Stored data entries
########################################

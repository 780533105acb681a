//! The notification value type and its wire-facing enums.

use uuid::Uuid;

/// Maximum payload size APNs accepts, in bytes.
pub const MAX_PAYLOAD_SIZE: usize = 4096;

/// Maximum length of a collapse id, in UTF-8 bytes.
pub const MAX_COLLAPSE_ID_SIZE: usize = 64;

/// Delivery priority, sent as the numeric `apns-priority` header.
#[derive(Debug, Clone, Copy, PartialEq, Eq)]
pub enum Priority {
    /// Deliver immediately. Required for alerts that must wake the device.
    Immediate = 10,
    /// Deliver at a time that conserves power on the receiving device.
    ConservePower = 5,
}

impl Priority {
    pub(crate) fn header_value(self) -> &'static str {
        match self {
            Self::Immediate => "10",
            Self::ConservePower => "5",
        }
    }
}

/// Notification kind, sent as the `apns-push-type` header.
#[derive(Debug, Clone, Copy, PartialEq, Eq)]
pub enum PushType {
    /// A user-visible alert.
    Alert,
    /// A silent, content-available background refresh.
    Background,
}

impl PushType {
    pub(crate) fn header_value(self) -> &'static str {
        match self {
            Self::Alert => "alert",
            Self::Background => "background",
        }
    }
}

/// A single push notification submission.
///
/// Immutable once constructed; build one with [`PushNotification::builder`].
#[derive(Debug, Clone)]
pub struct PushNotification {
    device_token: String,
    topic: Option<String>,
    payload: Vec<u8>,
    expiration: Option<std::time::SystemTime>,
    priority: Priority,
    push_type: PushType,
    collapse_id: Option<String>,
    apns_id: Option<Uuid>,
}

impl PushNotification {
    /// Start building a notification for `device_token` (case-insensitive
    /// hex; normalized to lowercase) carrying `payload` as the raw JSON body.
    pub fn builder(device_token: impl Into<String>, payload: impl Into<Vec<u8>>) -> Builder {
        Builder::new(device_token, payload)
    }

    /// The device token, already normalized to 64 lowercase hex characters.
    pub fn device_token(&self) -> &str {
        &self.device_token
    }

    /// The topic, if one was set explicitly (it may also be derivable from
    /// the credential used to send).
    pub fn topic(&self) -> Option<&str> {
        self.topic.as_deref()
    }

    /// The raw JSON payload bytes.
    pub fn payload(&self) -> &[u8] {
        &self.payload
    }

    /// The absolute expiration instant, if any.
    pub fn expiration(&self) -> Option<std::time::SystemTime> {
        self.expiration
    }

    /// The delivery priority.
    pub fn priority(&self) -> Priority {
        self.priority
    }

    /// The push type.
    pub fn push_type(&self) -> PushType {
        self.push_type
    }

    /// The collapse id, if any.
    pub fn collapse_id(&self) -> Option<&str> {
        self.collapse_id.as_deref()
    }

    /// The caller-supplied `apns-id`, if any. The server assigns one when
    /// absent; see [`crate::response::Response::Accepted`].
    pub fn apns_id(&self) -> Option<Uuid> {
        self.apns_id
    }
}

/// Builder for [`PushNotification`].
///
/// Validation (payload size, collapse-id length, device-token shape) happens
/// once, in [`Builder::build`], rather than on every setter.
pub struct Builder {
    device_token: String,
    topic: Option<String>,
    payload: Vec<u8>,
    expiration: Option<std::time::SystemTime>,
    priority: Priority,
    push_type: PushType,
    collapse_id: Option<String>,
    apns_id: Option<Uuid>,
}

impl Builder {
    fn new(device_token: impl Into<String>, payload: impl Into<Vec<u8>>) -> Self {
        Self {
            device_token: device_token.into(),
            topic: None,
            payload: payload.into(),
            expiration: None,
            priority: Priority::Immediate,
            push_type: PushType::Alert,
            collapse_id: None,
            apns_id: None,
        }
    }

    /// Set the topic (bundle id). Required unless the credential authorizes
    /// exactly one topic.
    pub fn topic(mut self, topic: impl Into<String>) -> Self {
        self.topic = Some(topic.into());
        self
    }

    /// Set the absolute expiration instant.
    pub fn expiration(mut self, expiration: std::time::SystemTime) -> Self {
        self.expiration = Some(expiration);
        self
    }

    /// Set the delivery priority. Defaults to [`Priority::Immediate`].
    pub fn priority(mut self, priority: Priority) -> Self {
        self.priority = priority;
        self
    }

    /// Set the push type. Defaults to [`PushType::Alert`].
    pub fn push_type(mut self, push_type: PushType) -> Self {
        self.push_type = push_type;
        self
    }

    /// Set the collapse id (at most 64 UTF-8 bytes).
    pub fn collapse_id(mut self, collapse_id: impl Into<String>) -> Self {
        self.collapse_id = Some(collapse_id.into());
        self
    }

    /// Set an explicit `apns-id`. Leave unset to let the server assign one.
    pub fn apns_id(mut self, apns_id: Uuid) -> Self {
        self.apns_id = Some(apns_id);
        self
    }

    /// Build the notification, running local validation.
    ///
    /// Returns `Err` with the [`crate::response::RejectionReason`] that the
    /// server would have returned for the same defect, so callers can
    /// synthesize a `Rejected` outcome without a round trip (§7 kind 1).
    pub fn build(self) -> Result<PushNotification, crate::response::RejectionReason> {
        use crate::response::RejectionReason;

        if self.payload.len() > MAX_PAYLOAD_SIZE {
            return Err(RejectionReason::PayloadTooLarge);
        }
        if self.payload.is_empty() {
            return Err(RejectionReason::PayloadEmpty);
        }
        if let Some(collapse_id) = &self.collapse_id {
            if collapse_id.len() > MAX_COLLAPSE_ID_SIZE {
                return Err(RejectionReason::BadCollapseId);
            }
        }

        let device_token = self.device_token.to_ascii_lowercase();
        if device_token.len() != 64 || !device_token.bytes().all(|b| b.is_ascii_hexdigit()) {
            return Err(RejectionReason::BadDeviceToken);
        }

        Ok(PushNotification {
            device_token,
            topic: self.topic,
            payload: self.payload,
            expiration: self.expiration,
            priority: self.priority,
            push_type: self.push_type,
            collapse_id: self.collapse_id,
            apns_id: self.apns_id,
        })
    }
}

########################################

> _WHAT IS REQUIRED_
Given the records above, reproduce precisely and only the lines between the line holding "exactly one topic." and the line holding "64 UTF-8 bytes).", inclusive.

> _COMPLETED TASK_
    /// exactly one topic.
    pub fn topic(mut self, topic: impl Into<String>) -> Self {
        self.topic = Some(topic.into());
        self
    }

    /// Set the absolute expiration instant.
    pub fn expiration(mut self, expiration: std::time::SystemTime) -> Self {
        self.expiration = Some(expiration);
        self
    }

    /// Set the delivery priority. Defaults to [`Priority::Immediate`].
    pub fn priority(mut self, priority: Priority) -> Self {
        self.priority = priority;
        self
    }

    /// Set the push type. Defaults to [`PushType::Alert`].
    pub fn push_type(mut self, push_type: PushType) -> Self {
        self.push_type = push_type;
        self
    }

    /// Set the collapse id (at most 64 UTF-8 bytes).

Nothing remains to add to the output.